Is faith absurd? Sure, but there is hope. Is it difficult? Yep, but there is a guide. Are there dips? Absolutely, but there is another side. Jesus never desires anyone to stay in a dip. Jesus doesn’t even intend for us to work our way out. This is what makes this all so absurd (in a good way) and why an authentic faith is full of hope.

The Spirit is the gifting gift, the indwelling presence of God which guides us in and over the dips.
1. There are more things to be learned. Remember, it is a relationship with God.
2. The Spirit is a guide to the truth. There maybe a Bible Answer Man but there is no God answer man.
3. The Spirit is the connection for us to the Father and Son. There is only one God.
4. The Spirit only reveals what conforms to Jesus’ teachings.

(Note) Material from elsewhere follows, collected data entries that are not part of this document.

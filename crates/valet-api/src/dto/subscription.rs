//! Subscription DTOs

use chrono::{DateTime, NaiveDate, Utc};
use rust_decimal::Decimal;
use serde::Serialize;
use valet_core::models::{Subscription, SubscriptionPlan, SubscriptionStatus};

/// Subscription response body
#[derive(Debug, Clone, Serialize)]
pub struct SubscriptionResponse {
    pub id: i32,
    pub plan_id: Option<i32>,
    pub location_id: Option<i32>,
    pub client_name: Option<String>,
    pub client_phone: Option<String>,
    pub client_card_number: String,
    pub car_number: Option<String>,
    pub car_model: Option<String>,
    pub start_date: Option<NaiveDate>,
    pub end_date: Option<NaiveDate>,
    pub visits_used: i32,
    pub status: SubscriptionStatus,
    pub created_at: DateTime<Utc>,
    pub updated_at: DateTime<Utc>,
}

impl From<Subscription> for SubscriptionResponse {
    fn from(s: Subscription) -> Self {
        Self {
            id: s.id,
            plan_id: s.plan_id,
            location_id: s.location_id,
            client_name: s.client_name,
            client_phone: s.client_phone,
            client_card_number: s.client_card_number,
            car_number: s.car_number,
            car_model: s.car_model,
            start_date: s.start_date,
            end_date: s.end_date,
            visits_used: s.visits_used,
            status: s.status,
            created_at: s.created_at,
            updated_at: s.updated_at,
        }
    }
}

/// Subscription plan response body
#[derive(Debug, Clone, Serialize)]
pub struct SubscriptionPlanResponse {
    pub id: i32,
    pub location_id: Option<i32>,
    pub name: String,
    pub description: Option<String>,
    pub price_per_month: Decimal,
    pub min_duration_months: Option<i32>,
    pub max_duration_months: Option<i32>,
    pub is_active: bool,
    pub created_at: DateTime<Utc>,
    pub updated_at: DateTime<Utc>,
}

impl From<SubscriptionPlan> for SubscriptionPlanResponse {
    fn from(p: SubscriptionPlan) -> Self {
        Self {
            id: p.id,
            location_id: p.location_id,
            name: p.name,
            description: p.description,
            price_per_month: p.price_per_month,
            min_duration_months: p.min_duration_months,
            max_duration_months: p.max_duration_months,
            is_active: p.is_active,
            created_at: p.created_at,
            updated_at: p.updated_at,
        }
    }
}

/// Result of a subscription lookup for a client card
///
/// Dispatchers use this before opening a session to decide whether the
/// client gets resident terms.
#[derive(Debug, Clone, Serialize)]
pub struct SubscriptionCheckResponse {
    pub card_number: String,
    pub has_subscription: bool,
    pub subscription: Option<SubscriptionResponse>,
}

#[cfg(test)]
mod tests {
    use super::*;

    #[test]
    fn test_check_response_serializes_status() {
        let check = SubscriptionCheckResponse {
            card_number: "C-100".to_string(),
            has_subscription: true,
            subscription: Some(
                Subscription {
                    id: 4,
                    client_card_number: "C-100".to_string(),
                    ..Default::default()
                }
                .into(),
            ),
        };

        let value = serde_json::to_value(&check).unwrap();
        assert_eq!(value["has_subscription"], true);
        assert_eq!(value["subscription"]["status"], "active");
    }
}
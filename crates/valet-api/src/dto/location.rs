//! Location DTOs

use chrono::{DateTime, Utc};
use serde::Serialize;
use valet_core::models::{Location, ParkingLot};

/// Location response body
#[derive(Debug, Clone, Serialize)]
pub struct LocationResponse {
    pub id: i32,
    pub name: String,
    pub address: String,
    pub latitude: Option<f64>,
    pub longitude: Option<f64>,
    pub description: Option<String>,
    pub is_active: bool,
    pub created_at: DateTime<Utc>,
    pub updated_at: DateTime<Utc>,
}

impl From<Location> for LocationResponse {
    fn from(l: Location) -> Self {
        Self {
            id: l.id,
            name: l.name,
            address: l.address,
            latitude: l.latitude,
            longitude: l.longitude,
            description: l.description,
            is_active: l.is_active,
            created_at: l.created_at,
            updated_at: l.updated_at,
        }
    }
}

/// Parking lot response body
#[derive(Debug, Clone, Serialize)]
pub struct ParkingLotResponse {
    pub id: i32,
    pub location_id: Option<i32>,
    pub name: String,
    pub address: String,
    pub lot_type: Option<String>,
    pub floor_count: Option<i32>,
    pub total_spaces: Option<i32>,
    pub created_at: DateTime<Utc>,
    pub updated_at: DateTime<Utc>,
}

impl From<ParkingLot> for ParkingLotResponse {
    fn from(p: ParkingLot) -> Self {
        Self {
            id: p.id,
            location_id: p.location_id,
            name: p.name,
            address: p.address,
            lot_type: p.lot_type,
            floor_count: p.floor_count,
            total_spaces: p.total_spaces,
            created_at: p.created_at,
            updated_at: p.updated_at,
        }
    }
}
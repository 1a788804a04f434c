//! Data transfer objects for the HTTP API

pub mod common;
pub mod employee;
pub mod location;
pub mod session;
pub mod subscription;
pub mod tariff;

pub use common::{ApiResponse, PaginationParams};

Who do you think of when you think of a person of faith? Who do you know with an authentic faith? Have you not met or read from someone whose faith you were impressed by? Then you know someone who knows the reality of dealing with dips. And if you have faith in Jesus Christ then you are gifted with the presence and power of the one who has faced the greatest dip, the one of death, and overcome. Today, our faith can be authentic, all because God had an absurd idea, an idea to love His creation enough to deal with the dips, turn the abyss of death into a dip and then giving to us the promise and hope of being our guide through.

May I Ask:How have you handled the dips you've faced? Would you change your response?